--- Data for this task Enclosed Below ---
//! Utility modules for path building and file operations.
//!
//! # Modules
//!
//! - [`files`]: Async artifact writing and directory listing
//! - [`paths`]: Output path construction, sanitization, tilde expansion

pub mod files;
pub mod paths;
--- End of Enclosed Data for this task ---
--- Data for this task Enclosed Below ---
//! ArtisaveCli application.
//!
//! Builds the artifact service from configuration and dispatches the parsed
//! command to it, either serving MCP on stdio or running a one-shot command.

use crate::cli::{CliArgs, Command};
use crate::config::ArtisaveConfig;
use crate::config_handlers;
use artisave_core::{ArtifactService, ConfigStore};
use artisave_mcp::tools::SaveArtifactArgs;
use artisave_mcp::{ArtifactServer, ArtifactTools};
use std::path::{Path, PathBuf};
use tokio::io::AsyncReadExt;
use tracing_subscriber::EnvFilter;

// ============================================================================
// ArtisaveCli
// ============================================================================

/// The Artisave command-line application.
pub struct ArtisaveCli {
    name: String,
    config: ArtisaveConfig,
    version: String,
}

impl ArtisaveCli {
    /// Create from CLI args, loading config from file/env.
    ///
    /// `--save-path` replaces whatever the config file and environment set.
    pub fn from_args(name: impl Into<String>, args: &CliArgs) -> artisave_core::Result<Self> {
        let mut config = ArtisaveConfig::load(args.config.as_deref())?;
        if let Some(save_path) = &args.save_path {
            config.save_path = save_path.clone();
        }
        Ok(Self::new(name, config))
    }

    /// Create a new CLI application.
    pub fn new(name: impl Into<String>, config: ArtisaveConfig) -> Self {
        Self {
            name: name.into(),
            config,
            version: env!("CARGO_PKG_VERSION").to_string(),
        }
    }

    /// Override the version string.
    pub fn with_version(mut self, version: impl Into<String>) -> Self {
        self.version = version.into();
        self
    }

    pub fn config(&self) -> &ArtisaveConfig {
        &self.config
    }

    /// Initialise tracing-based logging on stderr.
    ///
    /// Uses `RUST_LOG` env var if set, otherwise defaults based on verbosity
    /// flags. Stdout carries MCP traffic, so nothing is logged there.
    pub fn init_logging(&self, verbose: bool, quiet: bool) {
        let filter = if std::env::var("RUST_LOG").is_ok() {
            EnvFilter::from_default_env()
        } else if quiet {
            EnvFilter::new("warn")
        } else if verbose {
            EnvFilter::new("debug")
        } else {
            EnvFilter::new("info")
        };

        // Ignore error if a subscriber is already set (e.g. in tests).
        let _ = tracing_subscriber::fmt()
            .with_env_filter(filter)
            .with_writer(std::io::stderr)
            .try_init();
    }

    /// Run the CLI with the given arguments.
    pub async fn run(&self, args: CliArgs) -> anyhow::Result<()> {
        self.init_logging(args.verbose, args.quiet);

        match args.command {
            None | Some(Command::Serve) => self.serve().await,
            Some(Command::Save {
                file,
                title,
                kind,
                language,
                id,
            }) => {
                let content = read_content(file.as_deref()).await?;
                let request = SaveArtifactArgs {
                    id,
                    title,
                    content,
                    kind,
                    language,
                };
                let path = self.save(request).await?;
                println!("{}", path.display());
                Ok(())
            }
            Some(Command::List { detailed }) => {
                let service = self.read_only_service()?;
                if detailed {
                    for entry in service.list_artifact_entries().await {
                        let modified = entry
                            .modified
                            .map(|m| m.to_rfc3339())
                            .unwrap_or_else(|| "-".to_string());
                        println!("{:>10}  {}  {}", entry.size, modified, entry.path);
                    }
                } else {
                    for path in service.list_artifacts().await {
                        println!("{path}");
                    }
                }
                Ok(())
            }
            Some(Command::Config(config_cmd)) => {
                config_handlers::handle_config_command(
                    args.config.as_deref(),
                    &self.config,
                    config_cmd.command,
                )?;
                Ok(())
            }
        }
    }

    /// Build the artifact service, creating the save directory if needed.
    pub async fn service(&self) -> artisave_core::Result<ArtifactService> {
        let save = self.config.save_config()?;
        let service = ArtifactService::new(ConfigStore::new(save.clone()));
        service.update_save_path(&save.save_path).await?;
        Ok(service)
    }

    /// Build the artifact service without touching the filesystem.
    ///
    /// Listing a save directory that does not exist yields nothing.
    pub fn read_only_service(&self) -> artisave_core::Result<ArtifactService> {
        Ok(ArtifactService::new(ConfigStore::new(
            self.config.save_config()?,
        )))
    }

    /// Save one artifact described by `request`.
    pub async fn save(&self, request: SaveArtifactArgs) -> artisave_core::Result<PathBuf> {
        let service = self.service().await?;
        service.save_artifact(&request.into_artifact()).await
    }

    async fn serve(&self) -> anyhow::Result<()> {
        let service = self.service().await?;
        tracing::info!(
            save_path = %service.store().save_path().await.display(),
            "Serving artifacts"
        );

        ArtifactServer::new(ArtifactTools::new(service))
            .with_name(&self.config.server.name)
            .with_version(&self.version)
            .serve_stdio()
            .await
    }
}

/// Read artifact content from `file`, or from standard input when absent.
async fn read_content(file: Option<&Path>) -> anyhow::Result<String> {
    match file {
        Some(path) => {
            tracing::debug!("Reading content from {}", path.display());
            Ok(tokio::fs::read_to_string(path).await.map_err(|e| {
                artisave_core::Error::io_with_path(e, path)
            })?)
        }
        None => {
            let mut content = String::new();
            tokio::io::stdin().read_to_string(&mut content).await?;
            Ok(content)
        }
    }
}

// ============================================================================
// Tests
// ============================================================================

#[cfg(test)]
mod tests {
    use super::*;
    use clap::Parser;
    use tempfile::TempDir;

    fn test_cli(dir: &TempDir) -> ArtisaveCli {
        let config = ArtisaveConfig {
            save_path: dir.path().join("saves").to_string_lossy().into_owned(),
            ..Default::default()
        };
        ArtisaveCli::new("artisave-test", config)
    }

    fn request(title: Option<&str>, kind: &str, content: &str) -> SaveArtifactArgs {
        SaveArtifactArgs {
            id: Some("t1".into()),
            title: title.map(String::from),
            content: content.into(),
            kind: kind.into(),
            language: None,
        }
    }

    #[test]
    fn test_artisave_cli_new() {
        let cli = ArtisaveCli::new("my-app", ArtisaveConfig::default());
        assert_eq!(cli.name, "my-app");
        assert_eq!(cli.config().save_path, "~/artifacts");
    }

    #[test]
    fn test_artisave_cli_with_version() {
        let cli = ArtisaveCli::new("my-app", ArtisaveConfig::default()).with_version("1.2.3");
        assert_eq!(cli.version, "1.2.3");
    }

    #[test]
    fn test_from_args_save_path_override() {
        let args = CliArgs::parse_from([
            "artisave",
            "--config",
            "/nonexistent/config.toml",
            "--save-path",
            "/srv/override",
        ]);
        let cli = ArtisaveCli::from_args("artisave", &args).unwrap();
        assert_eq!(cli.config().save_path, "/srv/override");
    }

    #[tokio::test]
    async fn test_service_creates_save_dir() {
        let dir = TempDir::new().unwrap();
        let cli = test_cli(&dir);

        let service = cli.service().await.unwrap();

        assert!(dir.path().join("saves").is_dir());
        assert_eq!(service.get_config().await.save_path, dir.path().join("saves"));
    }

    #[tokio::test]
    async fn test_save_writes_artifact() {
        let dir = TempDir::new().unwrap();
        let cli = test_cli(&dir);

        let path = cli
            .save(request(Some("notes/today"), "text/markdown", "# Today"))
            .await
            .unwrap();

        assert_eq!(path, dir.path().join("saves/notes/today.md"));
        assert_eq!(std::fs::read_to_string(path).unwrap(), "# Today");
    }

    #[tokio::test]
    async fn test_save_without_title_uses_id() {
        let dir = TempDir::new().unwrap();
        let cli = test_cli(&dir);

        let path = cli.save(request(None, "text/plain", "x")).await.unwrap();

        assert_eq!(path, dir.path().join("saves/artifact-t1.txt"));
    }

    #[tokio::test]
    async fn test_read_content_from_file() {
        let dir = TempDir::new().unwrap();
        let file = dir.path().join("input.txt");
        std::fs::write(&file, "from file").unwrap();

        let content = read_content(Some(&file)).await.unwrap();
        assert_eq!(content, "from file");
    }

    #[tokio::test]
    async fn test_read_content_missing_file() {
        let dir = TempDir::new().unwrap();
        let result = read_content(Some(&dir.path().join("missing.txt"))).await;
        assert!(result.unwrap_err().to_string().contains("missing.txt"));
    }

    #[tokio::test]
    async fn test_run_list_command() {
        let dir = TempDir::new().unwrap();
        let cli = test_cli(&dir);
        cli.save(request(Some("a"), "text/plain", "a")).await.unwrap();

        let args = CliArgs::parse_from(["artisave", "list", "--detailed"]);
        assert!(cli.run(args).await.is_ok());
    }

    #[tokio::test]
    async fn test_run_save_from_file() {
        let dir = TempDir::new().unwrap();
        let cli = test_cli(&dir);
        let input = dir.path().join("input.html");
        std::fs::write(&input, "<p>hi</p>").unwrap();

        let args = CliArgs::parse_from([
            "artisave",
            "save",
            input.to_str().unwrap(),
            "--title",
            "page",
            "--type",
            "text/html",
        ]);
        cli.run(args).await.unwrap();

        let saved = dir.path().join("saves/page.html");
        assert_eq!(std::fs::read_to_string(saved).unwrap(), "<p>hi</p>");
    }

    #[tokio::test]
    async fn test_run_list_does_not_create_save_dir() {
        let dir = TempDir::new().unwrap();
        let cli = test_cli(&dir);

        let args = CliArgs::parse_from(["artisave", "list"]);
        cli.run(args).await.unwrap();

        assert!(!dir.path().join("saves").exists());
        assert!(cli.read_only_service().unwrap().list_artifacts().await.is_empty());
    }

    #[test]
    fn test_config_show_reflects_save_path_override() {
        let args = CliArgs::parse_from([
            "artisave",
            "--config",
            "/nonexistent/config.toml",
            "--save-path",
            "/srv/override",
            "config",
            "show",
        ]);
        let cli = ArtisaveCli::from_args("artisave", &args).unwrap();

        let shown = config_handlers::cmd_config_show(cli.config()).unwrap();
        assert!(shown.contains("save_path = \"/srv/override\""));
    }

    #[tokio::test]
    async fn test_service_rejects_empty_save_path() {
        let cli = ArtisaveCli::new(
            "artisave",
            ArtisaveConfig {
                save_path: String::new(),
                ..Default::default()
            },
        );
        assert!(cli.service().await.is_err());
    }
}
--- End of Enclosed Data for this task ---
--- Data for this task Enclosed Below ---
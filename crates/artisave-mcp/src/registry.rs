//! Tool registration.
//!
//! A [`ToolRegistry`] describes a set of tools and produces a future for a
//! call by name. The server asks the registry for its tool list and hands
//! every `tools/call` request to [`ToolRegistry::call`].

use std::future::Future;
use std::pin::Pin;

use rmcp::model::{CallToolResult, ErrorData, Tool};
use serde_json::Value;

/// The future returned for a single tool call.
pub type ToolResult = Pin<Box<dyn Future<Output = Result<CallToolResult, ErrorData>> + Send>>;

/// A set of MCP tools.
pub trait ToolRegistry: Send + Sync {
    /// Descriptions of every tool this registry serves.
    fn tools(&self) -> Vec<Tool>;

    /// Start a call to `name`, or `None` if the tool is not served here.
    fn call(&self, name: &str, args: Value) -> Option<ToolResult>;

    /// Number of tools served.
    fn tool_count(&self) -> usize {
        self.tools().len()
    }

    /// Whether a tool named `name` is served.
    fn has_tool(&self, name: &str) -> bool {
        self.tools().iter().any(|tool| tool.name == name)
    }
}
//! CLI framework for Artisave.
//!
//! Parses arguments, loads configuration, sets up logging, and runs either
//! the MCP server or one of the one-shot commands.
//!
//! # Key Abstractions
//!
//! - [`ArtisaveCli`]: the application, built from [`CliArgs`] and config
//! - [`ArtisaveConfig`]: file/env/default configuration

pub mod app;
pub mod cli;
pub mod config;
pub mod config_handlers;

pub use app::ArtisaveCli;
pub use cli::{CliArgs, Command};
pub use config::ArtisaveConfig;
--- End of Enclosed Data for this task ---
What needs to be done: Look above for the line that contains "and file operations.". Starting there, transcribe every line exactly until you have copied the line that contains "pub mod paths;".

Solution:
//! Utility modules for path building and file operations.
//!
//! # Modules
//!
//! - [`files`]: Async artifact writing and directory listing
//! - [`paths`]: Output path construction, sanitization, tilde expansion

pub mod files;
pub mod paths;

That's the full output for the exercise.